The significance of this cannot be overstated: human emotions may play a key role (the key role) in the well-being of all living things and of the planet itself.


Though we cannot see it, energy spreads. It reaches far and wide. It communicates. It connects. It activates. And, as such, it can provoke change. It can transform conflict into cooperation, discord into harmony. It can balance imbalances.


This is not some airy new-age concept, but a phenomenon that many modern scientists do not deny: human energy can heal the world.


Let us remember this.


During times of crisis, of despair, of oppression. During times of fear, of distress, of injustice. During times of sorrow, of misfortune, of pain, let us remember this.


Resorting to violence and hatred, though oftentimes tempting, is never the answer.


Stillness is the answer.


And by stillness I don’t mean inaction. Action is critical. Protests are crucial. Expression is essential. But the acting, protesting, and expressing must come from a place of stillness, of knowing, of authenticity, of love.
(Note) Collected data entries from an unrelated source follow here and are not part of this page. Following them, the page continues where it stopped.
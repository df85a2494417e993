//! Notes, tasks and the targets that attach them to records.

use super::entity::EntityKind;
use super::payload::{put_str, validate_date};
use crate::domain::{RecordId, ValidationError};
use serde::{Deserialize, Serialize};
use serde_json::{Map, Value};

/// A record a note or task is attached to.
#[derive(Debug, Clone, PartialEq, Serialize, Deserialize)]
#[serde(tag = "targetType", rename_all = "camelCase")]
pub enum ActivityTarget {
    Person {
        #[serde(rename = "personId")]
        person_id: String,
    },
    Company {
        #[serde(rename = "companyId")]
        company_id: String,
    },
    Opportunity {
        #[serde(rename = "opportunityId")]
        opportunity_id: String,
    },
}

impl ActivityTarget {
    pub fn kind(&self) -> EntityKind {
        match self {
            Self::Person { .. } => EntityKind::Person,
            Self::Company { .. } => EntityKind::Company,
            Self::Opportunity { .. } => EntityKind::Opportunity,
        }
    }

    pub fn target_id(&self) -> &str {
        match self {
            Self::Person { person_id } => person_id,
            Self::Company { company_id } => company_id,
            Self::Opportunity { opportunity_id } => opportunity_id,
        }
    }

    /// Key of the join record field that points at the target.
    pub fn reference_field(&self) -> &'static str {
        match self {
            Self::Person { .. } => "personId",
            Self::Company { .. } => "companyId",
            Self::Opportunity { .. } => "opportunityId",
        }
    }

    /// Validated join-record payload (`{noteId, personId}` and so on).
    pub fn to_payload(
        &self,
        owner_field: &str,
        owner_id: &str,
    ) -> Result<Map<String, Value>, ValidationError> {
        let target = RecordId::for_field(self.target_id(), self.reference_field())?;
        let mut payload = Map::new();
        payload.insert(owner_field.into(), Value::String(owner_id.to_string()));
        payload.insert(
            self.reference_field().into(),
            Value::String(target.into_inner()),
        );
        Ok(payload)
    }
}

fn markdown_body(body: &str) -> Value {
    let mut nested = Map::new();
    nested.insert("markdown".into(), Value::String(body.to_string()));
    Value::Object(nested)
}

/// Fields for creating or editing a note.
#[derive(Debug, Clone, Default, PartialEq, Deserialize)]
#[serde(rename_all = "camelCase", default)]
pub struct NoteFields {
    pub title: Option<String>,
    pub body: Option<String>,
    pub targets: Vec<ActivityTarget>,
}

impl NoteFields {
    pub fn to_create_payload(&self) -> Result<Map<String, Value>, ValidationError> {
        let title = self
            .title
            .as_deref()
            .filter(|s| !s.trim().is_empty())
            .ok_or_else(|| ValidationError::MissingRequiredParameter("title".into()))?;

        let mut payload = Map::new();
        payload.insert("title".into(), Value::String(title.to_string()));
        if let Some(body) = self.body.as_deref().filter(|b| !b.is_empty()) {
            payload.insert("bodyV2".into(), markdown_body(body));
        }
        Ok(payload)
    }

    /// Title and body only; empty strings count as absent.
    pub fn to_patch(&self) -> Map<String, Value> {
        let mut patch = Map::new();
        if let Some(title) = self.title.as_deref().filter(|t| !t.is_empty()) {
            patch.insert("title".into(), Value::String(title.to_string()));
        }
        if let Some(body) = self.body.as_deref().filter(|b| !b.is_empty()) {
            patch.insert("bodyV2".into(), markdown_body(body));
        }
        patch
    }
}

/// Fields for creating or editing a task.
#[derive(Debug, Clone, Default, PartialEq, Deserialize)]
#[serde(rename_all = "camelCase", default)]
pub struct TaskFields {
    pub title: Option<String>,
    pub body: Option<String>,
    pub due_at: Option<String>,

    /// `TODO`, `IN_PROGRESS` or `DONE`
    pub status: Option<String>,
    pub position: Option<f64>,
    pub assignee_id: Option<String>,
    pub targets: Vec<ActivityTarget>,
}

impl TaskFields {
    pub fn to_create_payload(&self) -> Result<Map<String, Value>, ValidationError> {
        let title = self
            .title
            .as_deref()
            .filter(|s| !s.trim().is_empty())
            .ok_or_else(|| ValidationError::MissingRequiredParameter("title".into()))?;

        let mut payload = Map::new();
        payload.insert("title".into(), Value::String(title.to_string()));
        payload.insert(
            "status".into(),
            Value::String(self.status.clone().unwrap_or_else(|| "TODO".into())),
        );
        payload.insert("position".into(), Value::from(self.position.unwrap_or(0.0)));
        self.put_optional(&mut payload)?;
        Ok(payload)
    }

    pub fn to_patch(&self) -> Result<Map<String, Value>, ValidationError> {
        let mut patch = Map::new();
        if let Some(title) = self.title.as_deref().filter(|t| !t.is_empty()) {
            patch.insert("title".into(), Value::String(title.to_string()));
        }
        put_str(&mut patch, "status", &self.status);
        if let Some(position) = self.position {
            patch.insert("position".into(), Value::from(position));
        }
        self.put_optional(&mut patch)?;
        Ok(patch)
    }

    fn put_optional(&self, payload: &mut Map<String, Value>) -> Result<(), ValidationError> {
        if let Some(body) = self.body.as_deref().filter(|b| !b.is_empty()) {
            payload.insert("bodyV2".into(), markdown_body(body));
        }
        if let Some(due_at) = self.due_at.as_deref().filter(|d| !d.is_empty()) {
            validate_date("dueAt", due_at)?;
            payload.insert("dueAt".into(), Value::String(due_at.to_string()));
        }
        if let Some(assignee) = self.assignee_id.as_deref().filter(|a| !a.is_empty()) {
            let assignee = RecordId::for_field(assignee, "assigneeId")?;
            payload.insert("assigneeId".into(), Value::String(assignee.into_inner()));
        }
        Ok(())
    }
}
We are more powerful than we know. The future is, quite literally, in our hands.


In our hearts.



***

Here is a tribute to the peaceful protesters who marched, sang, danced, and hoped. I celebrate you.


What the Media Ignored.



***

This week’s affirmation: Though chaos surrounds me, my heart is still.

1 comment:

  1. This is beautful. Thank you for sharing these words.
    Thank you further for the well wishes. I am excited to hear of your endeavours in nutrition; food is so emotionally charged and filled with stories. It is one of my favourite aspects of holistic healing.
    Please stay in touch. I've begun to follow you.